WORK REQUEST: Output a verbatim copy of the data, cut off after the line that contains "still holds messages".

*** Opening of RECORDS FOR THE TASK ***

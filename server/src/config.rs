//! Relay configuration
//!
//! Values come from three layers, later ones winning: built-in defaults, an
//! optional TOML file, and command-line flags. Every field in the file is
//! optional and falls back to its default.
//!
//! ```toml
//! host = "0.0.0.0"
//! port = 5000
//! broadcast_interval_ms = 200
//! rate_limit = "global"
//! dispatch_pacing_ms = 50
//! read_buffer_size = 1024
//! max_line_length = 4096
//! ```

use crate::error::RelayError;
use crate::rate_limiter::RateLimitScope;
use serde::Deserialize;
use shared::{DEFAULT_MAX_LINE_LENGTH, DEFAULT_PORT};
use std::path::Path;
use std::time::Duration;

/// Minimum spacing between rate-limited broadcasts
pub const DEFAULT_BROADCAST_INTERVAL_MS: u64 = 200;

/// Delay between dispatches while the inbound queue still holds messages
pub const DEFAULT_DISPATCH_PACING_MS: u64 = 50;

/// Size of the per-connection read buffer
pub const DEFAULT_READ_BUFFER_SIZE: usize = 1024;

#[derive(Debug, Clone, PartialEq, Deserialize)]
#[serde(default)]
pub struct RelayConfig {
    /// Address to bind the listener to
    pub host: String,
    /// TCP port to listen on
    pub port: u16,
    /// Minimum time between two rate-limited broadcasts sharing a limiter key
    pub broadcast_interval_ms: u64,
    /// Granularity of the broadcast rate limiter
    pub rate_limit: RateLimitScope,
    /// Pause between consecutive dispatches while messages are queued
    pub dispatch_pacing_ms: u64,
    /// Bytes requested per transport read
    pub read_buffer_size: usize,
    /// Longest line a session may send before it is disconnected
    pub max_line_length: usize,
}

impl Default for RelayConfig {
    fn default() -> Self {
        Self {
            host: "0.0.0.0".to_string(),
            port: DEFAULT_PORT,
            broadcast_interval_ms: DEFAULT_BROADCAST_INTERVAL_MS,
            rate_limit: RateLimitScope::Global,
            dispatch_pacing_ms: DEFAULT_DISPATCH_PACING_MS,
            read_buffer_size: DEFAULT_READ_BUFFER_SIZE,
            max_line_length: DEFAULT_MAX_LINE_LENGTH,
        }
    }
}

impl RelayConfig {
    /// Loads and validates a configuration file
    pub async fn load(path: &Path) -> Result<Self, RelayError> {
        let content =
            tokio::fs::read_to_string(path)
                .await
                .map_err(|source| RelayError::ConfigRead {
                    path: path.to_path_buf(),
                    source,
                })?;

        let config: RelayConfig =
            toml::from_str(&content).map_err(|source| RelayError::ConfigParse {
                path: path.to_path_buf(),
                source,
            })?;

        config.validate()?;
        Ok(config)
    }

    /// Rejects values the server cannot run with
    pub fn validate(&self) -> Result<(), RelayError> {
        if self.read_buffer_size == 0 {
            return Err(RelayError::InvalidConfig(
                "read_buffer_size must be greater than zero".to_string(),
            ));
        }
        if self.max_line_length == 0 {
            return Err(RelayError::InvalidConfig(
                "max_line_length must be greater than zero".to_string(),
            ));
        }
        if self.host.is_empty() {
            return Err(RelayError::InvalidConfig("host must not be empty".to_string()));
        }
        Ok(())
    }

    pub fn bind_addr(&self) -> String {
        format!("{}:{}", self.host, self.port)
    }

    pub fn broadcast_interval(&self) -> Duration {
        Duration::from_millis(self.broadcast_interval_ms)
    }

    pub fn dispatch_pacing(&self) -> Duration {
        Duration::from_millis(self.dispatch_pacing_ms)
    }
}

#[cfg(test)]
mod tests {
    use super::*;
    use std::io::Write;

    #[test]
    fn test_defaults() {
        let config = RelayConfig::default();
        assert_eq!(config.port, 5000);
        assert_eq!(config.broadcast_interval(), Duration::from_millis(200));
        assert_eq!(config.dispatch_pacing(), Duration::from_millis(50));
        assert_eq!(config.rate_limit, RateLimitScope::Global);
        assert_eq!(config.read_buffer_size, 1024);
        assert_eq!(config.max_line_length, 4096);
        assert_eq!(config.bind_addr(), "0.0.0.0:5000");
        assert!(config.validate().is_ok());
    }

    #[test]
    fn test_partial_toml_uses_defaults() {
        let config: RelayConfig = toml::from_str(
            r#"
port = 6000
rate_limit = "per-session-kind"
"#,
        )
        .unwrap();

        assert_eq!(config.port, 6000);
        assert_eq!(config.rate_limit, RateLimitScope::PerSessionKind);
        assert_eq!(config.host, "0.0.0.0");
        assert_eq!(config.broadcast_interval_ms, 200);
    }

    #[test]
    fn test_unknown_rate_limit_rejected() {
        let result: Result<RelayConfig, _> = toml::from_str(r#"rate_limit = "per-planet""#);
        assert!(result.is_err());
    }

    #[test]
    fn test_zero_read_buffer_rejected() {
        let config = RelayConfig {
            read_buffer_size: 0,
            ..RelayConfig::default()
        };
        assert!(matches!(
            config.validate(),
            Err(RelayError::InvalidConfig(_))
        ));
    }

    #[test]
    fn test_zero_max_line_length_rejected() {
        let config = RelayConfig {
            max_line_length: 0,
            ..RelayConfig::default()
        };
        assert!(matches!(
            config.validate(),
            Err(RelayError::InvalidConfig(_))
        ));
    }

    #[tokio::test]
    async fn test_load_from_file() {
        let path = std::env::temp_dir().join(format!("relay-config-{}.toml", std::process::id()));
        {
            let mut file = std::fs::File::create(&path).unwrap();
            writeln!(file, "host = \"127.0.0.1\"").unwrap();
            writeln!(file, "broadcast_interval_ms = 75").unwrap();
        }

        let config = RelayConfig::load(&path).await.unwrap();
        std::fs::remove_file(&path).unwrap();

        assert_eq!(config.bind_addr(), "127.0.0.1:5000");
        assert_eq!(config.broadcast_interval(), Duration::from_millis(75));
    }

    #[tokio::test]
    async fn test_load_missing_file() {
        let path = Path::new("/nonexistent/relay.toml");
        let result = RelayConfig::load(path).await;
        assert!(matches!(result, Err(RelayError::ConfigRead { .. })));
    }
}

*** Close of RECORDS FOR THE TASK ***

ANSWER TO THE PROBLEM:
filename server/src/config.rs
//! Relay configuration
//!
//! Values come from three layers, later ones winning: built-in defaults, an
//! optional TOML file, and command-line flags. Every field in the file is
//! optional and falls back to its default.
//!
//! ```toml
//! host = "0.0.0.0"
//! port = 5000
//! broadcast_interval_ms = 200
//! rate_limit = "global"
//! dispatch_pacing_ms = 50
//! read_buffer_size = 1024
//! max_line_length = 4096
//! ```

use crate::error::RelayError;
use crate::rate_limiter::RateLimitScope;
use serde::Deserialize;
use shared::{DEFAULT_MAX_LINE_LENGTH, DEFAULT_PORT};
use std::path::Path;
use std::time::Duration;

/// Minimum spacing between rate-limited broadcasts
pub const DEFAULT_BROADCAST_INTERVAL_MS: u64 = 200;

/// Delay between dispatches while the inbound queue still holds messages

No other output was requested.